From the outside, Germany looks like a worker's paradise with the longest holidays, some of highest pay scales in the world and a comprehensive welfare system.
Former German Chancellor Helmut Kohl once famously called Germany an "amusement park" because of the long vacations and the big chunk of public holidays enjoyed by the country's employees.
But change is afoot and Germany's once steadily rising standard of living can no longer be taken for granted.
Germany now faces record unemployment, a crisis in the health and pension systems, continuous government spending cutbacks, a hard-pressed education system, and a growth rate that has pushed Germany to the bottom of the European economic league table.
Cushioned by years of post-war prosperity, German workers normally put in a 35-hour week, have 30-plus days holiday, 16 days off for public holidays and retire at 60 even though the official retirement age is 65.
Now German workers are facing calls from across the political spectrum for cutting public holidays, raising the retirement age to 67 and introducing the 45-hour working week as a way of boosting economic growth and ending three years of economic stagnation.
With Germany expected to overshoot the strict fiscal targets for euro member states again this year, criticism has even focused on the country's sports stars.
Formula One racing star Michael Schumacher and former tennis champion Boris Becker -- have been criticized over their status as so-called tax-exiles.
Finance Minister Hans Eichel said he would have expected "a minimum of patriotism from these people" considering the current financial problems facing Germany while Green Party chief Reinhard Buetikofer this week said that Germany should follow the US model and insist they have to pay taxes in their home country.
As Schroeder's Social Demo-crat-led government battles to overhaul a welfare system that was pieced together more than a century ago, a raft of elections and opinion have underscored the current political disorientation in the nation.
Economists believe that the nervousness created by the reform debate has resulted in growing unease among German consumers with surveys showing stagnating consumer sentiment official data showing retail sales unexpectedly falling in real terms year-on-year in September.
While polls show that more Germans blame Kohl for the country's current problems than Schroeder, uncertainty unleashed by the changes has driven down support for the Social Democrats.
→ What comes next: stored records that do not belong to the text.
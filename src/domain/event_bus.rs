//! Broadcast channel for domain events.
//!
//! [`EventBus`] wraps a [`tokio::sync::broadcast`] channel. Every inventory
//! mutation publishes a [`FeedEvent`] through the bus, and all WebSocket
//! connections subscribe to receive events filtered by ticket type.

use tokio::sync::broadcast;

use super::FeedEvent;

/// Broadcast bus for [`FeedEvent`]s.
///
/// Backed by a `tokio::broadcast` channel with a configurable capacity
/// (default 10 000). When the ring buffer is full, the oldest events are
/// dropped for lagging receivers.
#[derive(Debug, Clone)]
pub struct EventBus {
    sender: broadcast::Sender<FeedEvent>,
}

impl EventBus {
    /// Creates a new `EventBus` with the given channel capacity (at least 1).
    #[must_use]
    pub fn new(capacity: usize) -> Self {
        let (sender, _) = broadcast::channel(capacity.max(1));
        Self { sender }
    }

    /// Publishes an event to all subscribers.
    ///
    /// Returns the number of receivers that received the event.
    /// If there are no active receivers, the event is silently dropped.
    pub fn publish(&self, event: FeedEvent) -> usize {
        tracing::trace!(
            event_type = event.event_type_str(),
            ticket_type_id = %event.ticket_type_id(),
            "publishing feed event"
        );
        self.sender.send(event).unwrap_or(0)
    }

    /// Creates a new receiver that will receive all future events.
    ///
    /// Each WebSocket connection should call this once on connect.
    #[must_use]
    pub fn subscribe(&self) -> broadcast::Receiver<FeedEvent> {
        self.sender.subscribe()
    }

    /// Returns the current number of active receivers.
    #[must_use]
    pub fn receiver_count(&self) -> usize {
        self.sender.receiver_count()
    }
}

#[cfg(test)]
#[allow(clippy::panic)]
mod tests {
    use super::*;
    use crate::domain::{TicketTypeId, TransactionId, TransactionStatus};
    use chrono::Utc;
    use tokio::sync::broadcast::error::RecvError;

    fn reserved(ticket_type_id: TicketTypeId, transaction_id: TransactionId) -> FeedEvent {
        FeedEvent::InventoryReserved {
            ticket_type_id,
            transaction_id,
            quantity: 2,
            remaining: 8,
            timestamp: Utc::now(),
        }
    }

    fn restocked(ticket_type_id: TicketTypeId, remaining: u32) -> FeedEvent {
        FeedEvent::InventoryRestocked {
            ticket_type_id,
            added: 1,
            remaining,
            timestamp: Utc::now(),
        }
    }

    #[test]
    fn reservation_without_watchers_is_dropped() {
        let bus = EventBus::new(100);
        let count = bus.publish(reserved(TicketTypeId::new(), TransactionId::new()));
        assert_eq!(count, 0);
    }

    #[tokio::test]
    async fn expiry_sequence_arrives_in_order() {
        let bus = EventBus::new(100);
        let mut rx = bus.subscribe();
        let id = TicketTypeId::new();
        let tx = TransactionId::new();

        bus.publish(reserved(id, tx));
        bus.publish(FeedEvent::InventoryReleased {
            ticket_type_id: id,
            transaction_id: tx,
            quantity: 2,
            remaining: 10,
            status: TransactionStatus::Expired,
            timestamp: Utc::now(),
        });
        bus.publish(FeedEvent::WaitlistDrained {
            ticket_type_id: id,
            notified: 3,
            timestamp: Utc::now(),
        });

        let mut seen = Vec::new();
        for _ in 0..3 {
            let Ok(event) = rx.recv().await else {
                panic!("expected three events");
            };
            assert_eq!(event.ticket_type_id(), id);
            if let FeedEvent::InventoryReleased { status, .. } = &event {
                assert_eq!(*status, TransactionStatus::Expired);
            }
            seen.push(event.event_type_str());
        }
        assert_eq!(
            seen,
            vec!["inventory_reserved", "inventory_released", "waitlist_drained"]
        );
    }

    #[tokio::test]
    async fn payment_reaches_every_watcher() {
        let bus = EventBus::new(100);
        let mut rx1 = bus.subscribe();
        let mut rx2 = bus.subscribe();
        let tx = TransactionId::new();

        let sent = bus.publish(FeedEvent::PaymentConfirmed {
            ticket_type_id: TicketTypeId::new(),
            transaction_id: tx,
            timestamp: Utc::now(),
        });
        assert_eq!(sent, 2);

        for rx in [&mut rx1, &mut rx2] {
            let Ok(FeedEvent::PaymentConfirmed { transaction_id, .. }) = rx.recv().await else {
                panic!("expected payment confirmation");
            };
            assert_eq!(transaction_id, tx);
        }
    }

    #[tokio::test]
    async fn late_watcher_only_sees_later_events() {
        let bus = EventBus::new(100);
        let id = TicketTypeId::new();
        bus.publish(reserved(id, TransactionId::new()));

        let mut rx = bus.subscribe();
        bus.publish(restocked(id, 4));

        let Ok(event) = rx.recv().await else {
            panic!("expected restock");
        };
        assert_eq!(event.event_type_str(), "inventory_restocked");
    }

    #[tokio::test]
    async fn zero_capacity_still_delivers() {
        let bus = EventBus::new(0);
        let mut rx = bus.subscribe();
        let id = TicketTypeId::new();
        assert_eq!(bus.publish(restocked(id, 1)), 1);

        let Ok(event) = rx.recv().await else {
            panic!("expected event");
        };
        assert_eq!(event.ticket_type_id(), id);
    }

    #[tokio::test]
    async fn slow_watcher_skips_to_latest_stock() {
        let bus = EventBus::new(1);
        let mut rx = bus.subscribe();
        let id = TicketTypeId::new();
        bus.publish(restocked(id, 1));
        bus.publish(restocked(id, 2));

        assert!(matches!(rx.recv().await, Err(RecvError::Lagged(1))));
        let Ok(FeedEvent::InventoryRestocked { remaining, .. }) = rx.recv().await else {
            panic!("expected latest restock");
        };
        assert_eq!(remaining, 2);
    }

    #[test]
    fn closed_connections_stop_counting() {
        let bus = EventBus::new(100);
        assert_eq!(bus.receiver_count(), 0);

        let first = bus.subscribe();
        let _second = bus.subscribe();
        assert_eq!(bus.receiver_count(), 2);

        drop(first);
        assert_eq!(bus.receiver_count(), 1);
    }
}
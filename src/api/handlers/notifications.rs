//! Notification inbox handlers.

use axum::extract::{Path, State};
use axum::response::IntoResponse;
use axum::routing::{get, patch};
use axum::{Json, Router};

use crate::app_state::AppState;
use crate::auth::AuthUser;
use crate::domain::{Notification, NotificationId};
use crate::error::{BoxOfficeError, ErrorResponse};

/// `GET /notifications`: The caller's inbox, newest first.
///
/// # Errors
///
/// Returns [`BoxOfficeError`] on storage failure.
#[utoipa::path(
    get,
    path = "/api/v1/notifications",
    tag = "Notifications",
    summary = "List notifications",
    security(("bearer" = [])),
    responses(
        (status = 200, description = "Caller's notifications", body = Vec<Notification>),
        (status = 401, description = "Missing or invalid token", body = ErrorResponse),
    )
)]
pub async fn list_notifications(
    State(state): State<AppState>,
    AuthUser(caller): AuthUser,
) -> Result<impl IntoResponse, BoxOfficeError> {
    Ok(Json(state.notifications.list_for_user(caller.user_id).await?))
}

/// `PATCH /notifications/{id}`: Mark one notification read.
///
/// # Errors
///
/// Returns [`BoxOfficeError::NotificationNotFound`] if missing or owned by
/// someone else.
#[utoipa::path(
    patch,
    path = "/api/v1/notifications/{id}",
    tag = "Notifications",
    summary = "Mark notification read",
    params(("id" = uuid::Uuid, Path, description = "Notification UUID")),
    security(("bearer" = [])),
    responses(
        (status = 200, description = "Notification marked read", body = Notification),
        (status = 404, description = "Notification not found", body = ErrorResponse),
    )
)]
pub async fn mark_read(
    State(state): State<AppState>,
    AuthUser(caller): AuthUser,
    Path(id): Path<uuid::Uuid>,
) -> Result<impl IntoResponse, BoxOfficeError> {
    Ok(Json(
        state
            .notifications
            .mark_read(NotificationId::from_uuid(id), caller.user_id)
            .await?,
    ))
}

/// Notification routes.
pub fn routes() -> Router<AppState> {
    Router::new()
        .route("/notifications", get(list_notifications))
        .route("/notifications/{id}", patch(mark_read))
}
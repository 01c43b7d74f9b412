//! Persistence layer: inventory, transaction ledger, waitlist, notifications
//! and events.
//!
//! Each concern is a trait so services receive exactly the capability they
//! need. Two backends implement all of them: [`postgres::PostgresStore`]
//! (`sqlx::PgPool`) and [`memory::MemoryStore`] (tests, and servers started
//! with persistence disabled). [`Stores`] bundles one backend behind the
//! trait objects and is injected into every service.
//!
//! Inventory is never written by saving a modified copy of a row. All
//! quantity changes go through [`InventoryStore::try_reserve`],
//! [`InventoryStore::release`], [`InventoryStore::restock`] and
//! [`TransactionLedger::close_pending`], each of which is one atomic unit.

pub mod memory;
pub mod models;
pub mod postgres;

use std::fmt;
use std::sync::Arc;

use async_trait::async_trait;
use chrono::{DateTime, NaiveDate, Utc};

use crate::domain::{
    Event, EventId, Notification, NotificationId, TicketType, TicketTypeId, Transaction,
    TransactionId, TransactionStatus, UserId, WaitlistEntry,
};
use crate::error::BoxOfficeError;

pub use memory::MemoryStore;
pub use postgres::PostgresStore;

/// Result of closing a `Pending` transaction.
#[derive(Debug, Clone, PartialEq, Eq)]
pub struct ClosedTransaction {
    /// The transaction in its new terminal status.
    pub transaction: Transaction,
    /// Stock after the release, when the new status releases inventory.
    pub remaining: Option<u32>,
}

/// Per-ticket-type stock and catalog.
#[async_trait]
pub trait InventoryStore: Send + Sync + fmt::Debug {
    /// Inserts a new ticket type.
    ///
    /// # Errors
    ///
    /// Returns [`BoxOfficeError::PersistenceFailure`] on storage failure.
    async fn create_ticket_type(&self, ticket: &TicketType) -> Result<(), BoxOfficeError>;

    /// Loads a ticket type, including soft-deleted ones.
    ///
    /// # Errors
    ///
    /// Returns [`BoxOfficeError::PersistenceFailure`] on storage failure.
    async fn get_ticket_type(&self, id: TicketTypeId)
    -> Result<Option<TicketType>, BoxOfficeError>;

    /// Lists live ticket types, optionally restricted to one event.
    ///
    /// # Errors
    ///
    /// Returns [`BoxOfficeError::PersistenceFailure`] on storage failure.
    async fn list_ticket_types(
        &self,
        event_id: Option<EventId>,
    ) -> Result<Vec<TicketType>, BoxOfficeError>;

    /// Persists the descriptive fields of `ticket` (batch, name,
    /// description, price) and returns the stored row. The stored quantity
    /// is left untouched.
    ///
    /// # Errors
    ///
    /// Returns [`BoxOfficeError::TicketTypeNotFound`] if the ticket type is
    /// missing or deleted.
    async fn save_ticket_type(&self, ticket: &TicketType) -> Result<TicketType, BoxOfficeError>;

    /// Soft-deletes a ticket type.
    ///
    /// # Errors
    ///
    /// Returns [`BoxOfficeError::TicketTypeNotFound`] if it is missing or
    /// already deleted.
    async fn delete_ticket_type(
        &self,
        id: TicketTypeId,
        now: DateTime<Utc>,
    ) -> Result<(), BoxOfficeError>;

    /// Atomically checks `quantity_available >= quantity` and decrements.
    /// Returns the ticket type after the decrement.
    ///
    /// # Errors
    ///
    /// - [`BoxOfficeError::TicketTypeNotFound`] if missing or deleted.
    /// - [`BoxOfficeError::InsufficientInventory`] if not enough stock; no
    ///   state is mutated.
    async fn try_reserve(
        &self,
        id: TicketTypeId,
        quantity: u32,
        now: DateTime<Utc>,
    ) -> Result<TicketType, BoxOfficeError>;

    /// Atomically returns `quantity` units. Works on deleted ticket types so
    /// compensations always land. Returns the new stock.
    ///
    /// # Errors
    ///
    /// Returns [`BoxOfficeError::TicketTypeNotFound`] if the row is gone.
    async fn release(
        &self,
        id: TicketTypeId,
        quantity: u32,
        now: DateTime<Utc>,
    ) -> Result<u32, BoxOfficeError>;

    /// Atomically adds stock to a live ticket type.
    ///
    /// # Errors
    ///
    /// Returns [`BoxOfficeError::TicketTypeNotFound`] if missing or deleted.
    async fn restock(
        &self,
        id: TicketTypeId,
        quantity: u32,
        now: DateTime<Utc>,
    ) -> Result<TicketType, BoxOfficeError>;
}

/// Purchase attempts and their status transitions.
#[async_trait]
pub trait TransactionLedger: Send + Sync + fmt::Debug {
    /// Inserts a new `Pending` transaction.
    ///
    /// # Errors
    ///
    /// Returns [`BoxOfficeError::PersistenceFailure`] on storage failure.
    async fn create_transaction(&self, transaction: &Transaction) -> Result<(), BoxOfficeError>;

    /// Loads a transaction.
    ///
    /// # Errors
    ///
    /// Returns [`BoxOfficeError::PersistenceFailure`] on storage failure.
    async fn get_transaction(
        &self,
        id: TransactionId,
    ) -> Result<Option<Transaction>, BoxOfficeError>;

    /// Moves a transaction out of `Pending` into `to`, conditioned on it
    /// still being `Pending`. When `to` releases inventory, the quantity is
    /// returned to the ticket type in the same atomic unit.
    ///
    /// Returns `None` when the transaction is missing or no longer
    /// `Pending` (another writer won).
    ///
    /// # Errors
    ///
    /// - [`BoxOfficeError::InvalidRequest`] if `to` is `Pending`.
    /// - [`BoxOfficeError::ConcurrencyConflict`] /
    ///   [`BoxOfficeError::PersistenceFailure`] on storage failure; nothing
    ///   is applied in that case.
    async fn close_pending(
        &self,
        id: TransactionId,
        to: TransactionStatus,
        now: DateTime<Utc>,
    ) -> Result<Option<ClosedTransaction>, BoxOfficeError>;

    /// Every `Pending` transaction whose deadline is at or before `before`,
    /// oldest deadline first.
    ///
    /// # Errors
    ///
    /// Returns [`BoxOfficeError::PersistenceFailure`] on storage failure.
    async fn find_pending_expired(
        &self,
        before: DateTime<Utc>,
    ) -> Result<Vec<Transaction>, BoxOfficeError>;

    /// A user's transactions, newest first.
    ///
    /// # Errors
    ///
    /// Returns [`BoxOfficeError::PersistenceFailure`] on storage failure.
    async fn find_by_user(&self, user_id: UserId) -> Result<Vec<Transaction>, BoxOfficeError>;

    /// All transactions, newest first.
    ///
    /// # Errors
    ///
    /// Returns [`BoxOfficeError::PersistenceFailure`] on storage failure.
    async fn list_transactions(&self) -> Result<Vec<Transaction>, BoxOfficeError>;

    /// Paid transactions for events starting on `date`.
    ///
    /// # Errors
    ///
    /// Returns [`BoxOfficeError::PersistenceFailure`] on storage failure.
    async fn find_paid_for_event_on(
        &self,
        date: NaiveDate,
    ) -> Result<Vec<Transaction>, BoxOfficeError>;
}

/// Users waiting for sold-out ticket types.
#[async_trait]
pub trait WaitlistStore: Send + Sync + fmt::Debug {
    /// Adds `entry` unless the same user already waits for the same ticket
    /// type. Returns the stored entry and whether it was newly created.
    ///
    /// # Errors
    ///
    /// Returns [`BoxOfficeError::PersistenceFailure`] on storage failure.
    async fn join(&self, entry: &WaitlistEntry) -> Result<(WaitlistEntry, bool), BoxOfficeError>;

    /// Removes and returns every entry for a ticket type, oldest first.
    ///
    /// # Errors
    ///
    /// Returns [`BoxOfficeError::PersistenceFailure`] on storage failure.
    async fn drain(&self, ticket_type_id: TicketTypeId)
    -> Result<Vec<WaitlistEntry>, BoxOfficeError>;

    /// Entries for a ticket type, oldest first.
    ///
    /// # Errors
    ///
    /// Returns [`BoxOfficeError::PersistenceFailure`] on storage failure.
    async fn list(&self, ticket_type_id: TicketTypeId)
    -> Result<Vec<WaitlistEntry>, BoxOfficeError>;
}

/// Stored user notifications.
#[async_trait]
pub trait NotificationStore: Send + Sync + fmt::Debug {
    /// Stores a notification.
    ///
    /// # Errors
    ///
    /// Returns [`BoxOfficeError::PersistenceFailure`] on storage failure.
    async fn record(&self, notification: &Notification) -> Result<(), BoxOfficeError>;

    /// A user's notifications, newest first.
    ///
    /// # Errors
    ///
    /// Returns [`BoxOfficeError::PersistenceFailure`] on storage failure.
    async fn list_for_user(&self, user_id: UserId) -> Result<Vec<Notification>, BoxOfficeError>;

    /// Marks a notification owned by `user_id` as read. Returns `None` if
    /// no such notification belongs to the user.
    ///
    /// # Errors
    ///
    /// Returns [`BoxOfficeError::PersistenceFailure`] on storage failure.
    async fn mark_read(
        &self,
        id: NotificationId,
        user_id: UserId,
        now: DateTime<Utc>,
    ) -> Result<Option<Notification>, BoxOfficeError>;
}

/// Events that ticket types belong to.
#[async_trait]
pub trait EventCatalog: Send + Sync + fmt::Debug {
    /// Inserts an event.
    ///
    /// # Errors
    ///
    /// Returns [`BoxOfficeError::PersistenceFailure`] on storage failure.
    async fn create_event(&self, event: &Event) -> Result<(), BoxOfficeError>;

    /// Loads an event.
    ///
    /// # Errors
    ///
    /// Returns [`BoxOfficeError::PersistenceFailure`] on storage failure.
    async fn get_event(&self, id: EventId) -> Result<Option<Event>, BoxOfficeError>;

    /// All events ordered by start date.
    ///
    /// # Errors
    ///
    /// Returns [`BoxOfficeError::PersistenceFailure`] on storage failure.
    async fn list_events(&self) -> Result<Vec<Event>, BoxOfficeError>;

    /// Overwrites an existing event.
    ///
    /// # Errors
    ///
    /// Returns [`BoxOfficeError::EventNotFound`] if the event is missing.
    async fn save_event(&self, event: &Event) -> Result<(), BoxOfficeError>;
}

/// One storage backend exposed through every persistence capability.
#[derive(Debug, Clone)]
pub struct Stores {
    /// Ticket types and stock.
    pub inventory: Arc<dyn InventoryStore>,
    /// Transactions.
    pub ledger: Arc<dyn TransactionLedger>,
    /// Waitlist entries.
    pub waitlist: Arc<dyn WaitlistStore>,
    /// Notifications.
    pub notifications: Arc<dyn NotificationStore>,
    /// Events.
    pub events: Arc<dyn EventCatalog>,
}

impl Stores {
    /// Wraps a backend implementing every capability.
    #[must_use]
    pub fn from_backend<B>(backend: Arc<B>) -> Self
    where
        B: InventoryStore
            + TransactionLedger
            + WaitlistStore
            + NotificationStore
            + EventCatalog
            + 'static,
    {
        let inventory = Arc::clone(&backend) as Arc<dyn InventoryStore>;
        let ledger = Arc::clone(&backend) as Arc<dyn TransactionLedger>;
        let waitlist = Arc::clone(&backend) as Arc<dyn WaitlistStore>;
        let notifications = Arc::clone(&backend) as Arc<dyn NotificationStore>;
        let events: Arc<dyn EventCatalog> = backend;
        Self {
            inventory,
            ledger,
            waitlist,
            notifications,
            events,
        }
    }

    /// Fresh in-memory backend.
    #[must_use]
    pub fn in_memory() -> Self {
        Self::from_backend(Arc::new(MemoryStore::new()))
    }

    /// PostgreSQL backend over an existing pool.
    #[must_use]
    pub fn postgres(pool: sqlx::PgPool) -> Self {
        Self::from_backend(Arc::new(PostgresStore::new(pool)))
    }
}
More people abstained than voted in weekend regional elections in the state of Brandenburg, which surrounds the capital Berlin, raising concerns among some political analysts that the electorate has become disillusioned and exhausted by the stream of changes to the country's welfare state and continuing weak economic growth.
"In historic terms the changes represent a quantum leap for Germany," said said Adolf Rosenstock, European economist with the Japanese investment house, Nomura, in Frankfurt.
"This is the first time in 30 years that the social welfare state is being substantially cut back," Rosenstock said. "Previously, there has been cuts but mainly there has been an expansion in the social state."
Days after parliament's lower house signed off on Schroeder's landmark reform package, the German Chancellor announced a big shakeout in the nation's deficit-hit pension system, including shifting more of the burden onto the retired through a freeze on pensions.
The Social Democrats and their Green Party coalition partners were forced to take urgent action to deal with the pension system after it was revealed that it was facing an 8-billion-euro (US$9.3 billion) deficit next year.
The choice was essentially either trimming pensions or increasing wage-linked contributions to the pension, which could have placed at risk the government's pledge not to increase non-wage costs.
Economists see keeping the lid on Germany's high non-wage costs as crucial in the struggle to tackle the nation's high unemployment, which currently stands at 10.1 percent.